Non c’è nulla di peggio di una crisi sprecata. Sulla mobilità ci giochiamo il futuro

“Non possiamo permetterci di sprecare una crisi come questa, è un’opportunità di fare cose che non si pensava di poter fare prima”. Questa frase fu pronunciata da Rahm Emanuel, capo di Gabinetto di Obama alla Casa Bianca, dopo la grande crisi economica del 2008 e ciclicamente, con varie sfumature, torna in auge ogni qualvolta c’è da immaginare e costruire una società diversa. Possibilmente migliore di quella che l’ha preceduta.

In questi primi mesi di crisi economico-sociale provocata dal Covid-19, uno dei settori più colpiti è senza ombra di dubbio quello del trasporto collettivo di persone. Il motivo è facile da intuire ed è insito nella definizione stessa di “trasporto collettivo” ossia di un sistema in grado di offrire un servizio regolare, con percorsi e orari predeterminati, a gruppi di utenti. Un sistema, quindi, nato per trasportare da una certa origine ad una certa destinazione, in un certo modo, tante persone in uno spazio limitato.

Le infrastrutture di trasporto e i servizi di trasporto non sono fini a sé stessi, ma sono lo strumento per soddisfare i reali fabbisogni di mobilità delle persone e delle merci e contribuiscono in larga parte al benessere economico e alla qualità della vita. Da un lato, influenzano la crescita economica e la dislocazione delle attività economiche sul territorio, in quanto ne determinano l’accessibilità, dall’altro risultano decisivi per il successo delle politiche ambientali e sociali, per la riduzione delle emissioni inquinanti, per la qualità dell’aria, nonché per le politiche di coesione sociale, sviluppo urbano e sicurezza.

Tutti abbiamo potuto testare in prima persona cosa significa avere pochissime autovetture lungo le strade. Tutti abbiamo potuto respirare l’aria più pulita, percorrere a piedi percorsi altrimenti inaccessibili per il traffico, recuperare tempo e spazio urbano.

È una sensazione di libertà che rischia, però, di durare meno del battito d’ali di una farfalla se, come purtroppo si comincia a scorgere, non si vorranno ridisegnare gli orari nelle città, l’urbanistica, le infrastrutture e i servizi di trasporti urbani.
Puntare sulla mobilità collettiva in questa fase è oggettivamente complicato poiché le preoccupazioni degli utenti nell’utilizzo di un bus, un treno, un aereo o una nave sono molto alte. Proprio per questo motivo, è necessario pensare già da adesso come intendiamo migliorare la mobilità nel futuro. Come immaginiamo cambiare le strade, le metropolitane, gli orari, i percorsi, i mezzi per farci trovare pronti quando tutto sarà finito.

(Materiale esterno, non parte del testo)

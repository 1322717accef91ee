//! Per-player input table consumed by the simulation.
//!
//! Each applied record replaces the previous state for its player index.
//! Because replacement is not commutative, records must arrive in tick order;
//! the table refuses anything that is not strictly newer than what it holds.

use crate::decode::{DecodeError, DecodeReport, decode_with_report};
use crate::layout::Field;
use crate::message::Tick;
use crate::state::{ControllerState, MAX_PLAYERS};

#[derive(Debug, Clone, PartialEq, Eq, thiserror::Error)]
pub enum ApplyError {
    #[error(transparent)]
    Decode(#[from] DecodeError),
    #[error("record carries no valid player index")]
    UnknownPlayer,
    #[error("stale record for player {player_index}: tick {tick} is not after {last_applied}")]
    Stale {
        player_index: u8,
        tick: Tick,
        last_applied: Tick,
    },
}

#[derive(Debug, Clone, Copy, PartialEq)]
struct Entry {
    tick: Tick,
    state: ControllerState,
}

#[derive(Debug, Clone, Default)]
pub struct PlayerInputTable {
    entries: [Option<Entry>; MAX_PLAYERS],
}

impl PlayerInputTable {
    pub fn new() -> Self {
        Self::default()
    }

    /// Decodes `record` and, if it is usable and newer than the current
    /// entry, replaces that player's state. On any error the table is left
    /// untouched.
    pub fn apply(&mut self, tick: Tick, record: &str) -> Result<DecodeReport, ApplyError> {
        let decoded = decode_with_report(record)?;

        if decoded.report.fell_back(Field::PlayerIndex) {
            tracing::warn!(tick, "record has a corrupt player index, not applying");
            return Err(ApplyError::UnknownPlayer);
        }

        let player_index = decoded.state.player_index;
        let slot = &mut self.entries[usize::from(player_index)];
        if let Some(entry) = *slot
            && tick <= entry.tick
        {
            tracing::debug!(player_index, tick, last_applied = entry.tick, "stale record");
            return Err(ApplyError::Stale {
                player_index,
                tick,
                last_applied: entry.tick,
            });
        }

        if decoded.report.fallback_count() > 0 {
            tracing::debug!(
                player_index,
                tick,
                fallbacks = decoded.report.fallback_count(),
                "applying record with defaulted fields"
            );
        }

        *slot = Some(Entry {
            tick,
            state: decoded.state,
        });
        Ok(decoded.report)
    }

    pub fn get(&self, player_index: u8) -> Option<&ControllerState> {
        self.entries
            .get(usize::from(player_index))?
            .as_ref()
            .map(|entry| &entry.state)
    }

    /// Tick of the last record applied for `player_index`.
    pub fn last_tick(&self, player_index: u8) -> Option<Tick> {
        self.entries
            .get(usize::from(player_index))
            .copied()?
            .map(|entry| entry.tick)
    }

    pub fn clear(&mut self) {
        self.entries = [None; MAX_PLAYERS];
    }
}

#[cfg(test)]
mod tests {
    use super::*;
    use crate::encode::encode;
    use crate::state::Button;

    #[test]
    fn applies_and_replaces() {
        let mut table = PlayerInputTable::new();
        let first = ControllerState::new(2).with_button(Button::A);
        let second = ControllerState::new(2).with_button(Button::B);

        table.apply(0, &encode(2, &first)).unwrap();
        assert_eq!(table.get(2), Some(&first));

        table.apply(1, &encode(2, &second)).unwrap();
        assert_eq!(table.get(2), Some(&second));
        assert!(!table.get(2).unwrap().pressed(Button::A));
        assert_eq!(table.last_tick(2), Some(1));
    }

    #[test]
    fn stale_and_duplicate_ticks_are_refused() {
        let mut table = PlayerInputTable::new();
        let newer = ControllerState::new(0).with_button(Button::Start);
        table.apply(5, &encode(0, &newer)).unwrap();

        let older = ControllerState::new(0);
        for tick in [4, 5] {
            let err = table.apply(tick, &encode(0, &older)).unwrap_err();
            assert_eq!(
                err,
                ApplyError::Stale {
                    player_index: 0,
                    tick,
                    last_applied: 5
                }
            );
        }
        assert_eq!(table.get(0), Some(&newer));
    }

    #[test]
    fn short_record_leaves_prior_state() {
        let mut table = PlayerInputTable::new();
        let state = ControllerState::new(1).with_button(Button::Y);
        let record = encode(1, &state);
        table.apply(0, &record).unwrap();

        let err = table.apply(1, &record[..10]).unwrap_err();
        assert!(matches!(err, ApplyError::Decode(DecodeError::TooShort { .. })));
        assert_eq!(table.get(1), Some(&state));
        assert_eq!(table.last_tick(1), Some(0));
    }

    #[test]
    fn corrupt_index_does_not_overwrite_player_zero() {
        let mut table = PlayerInputTable::new();
        let state = ControllerState::new(0).with_button(Button::X);
        table.apply(0, &encode(0, &state)).unwrap();

        let other = encode(3, &ControllerState::new(3));
        let corrupted = format!("9{}", &other[1..]);
        assert_eq!(table.apply(1, &corrupted), Err(ApplyError::UnknownPlayer));
        assert_eq!(table.get(0), Some(&state));
        assert_eq!(table.get(3), None);
    }

    #[test]
    fn players_are_independent() {
        let mut table = PlayerInputTable::new();
        for index in 0..MAX_PLAYERS as u8 {
            table.apply(7, &encode(index, &ControllerState::new(index))).unwrap();
        }
        for index in 0..MAX_PLAYERS as u8 {
            assert_eq!(table.get(index).map(|s| s.player_index), Some(index));
        }
        assert_eq!(table.get(4), None);

        table.clear();
        assert_eq!(table.get(0), None);
    }
}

Non basta tracciare una linea gialla a terra che delimiti una ipotetica pista ciclabile o un percorso per monopattini se mancano le condizioni di sicurezza per percorrerla.
Non basta l’intervento estemporaneo, a macchia di leopardo, sul territorio comunale, ma c’è bisogno di un piano complessivo che riguardi il ruolo delle stazioni ferroviarie come hub dell’intermodalità, la realizzazione e il completamento delle linee metropolitane (penso al caso di Roma, capitale europea con solo due linee metropolitane e mezza a servizio di una popolazione di 2,8 milioni di abitanti su una superficie di quasi 1.300 kmq. Per intenderci, la città di Milano è grande più o meno quanto il quartiere Eur), la ridistribuzione degli uffici e degli insediamenti produttivi per evitare ingorghi dalla periferia al centro, puntare finalmente sulle gare per l’assegnazione dei servizi di TPL riconvertendo il parco autobus verso alimentazioni a emissioni zero.

Dobbiamo restituire ai cittadini gli spazi urbani sottratti dall’attuale mobilità privata, non dimenticando che 200 auto a benzina occupano lo stesso spazio di 200 auto elettriche mantenendo inalterato il rischio di incidenti e congestione.

Non limitiamoci a immaginarlo. Facciamolo.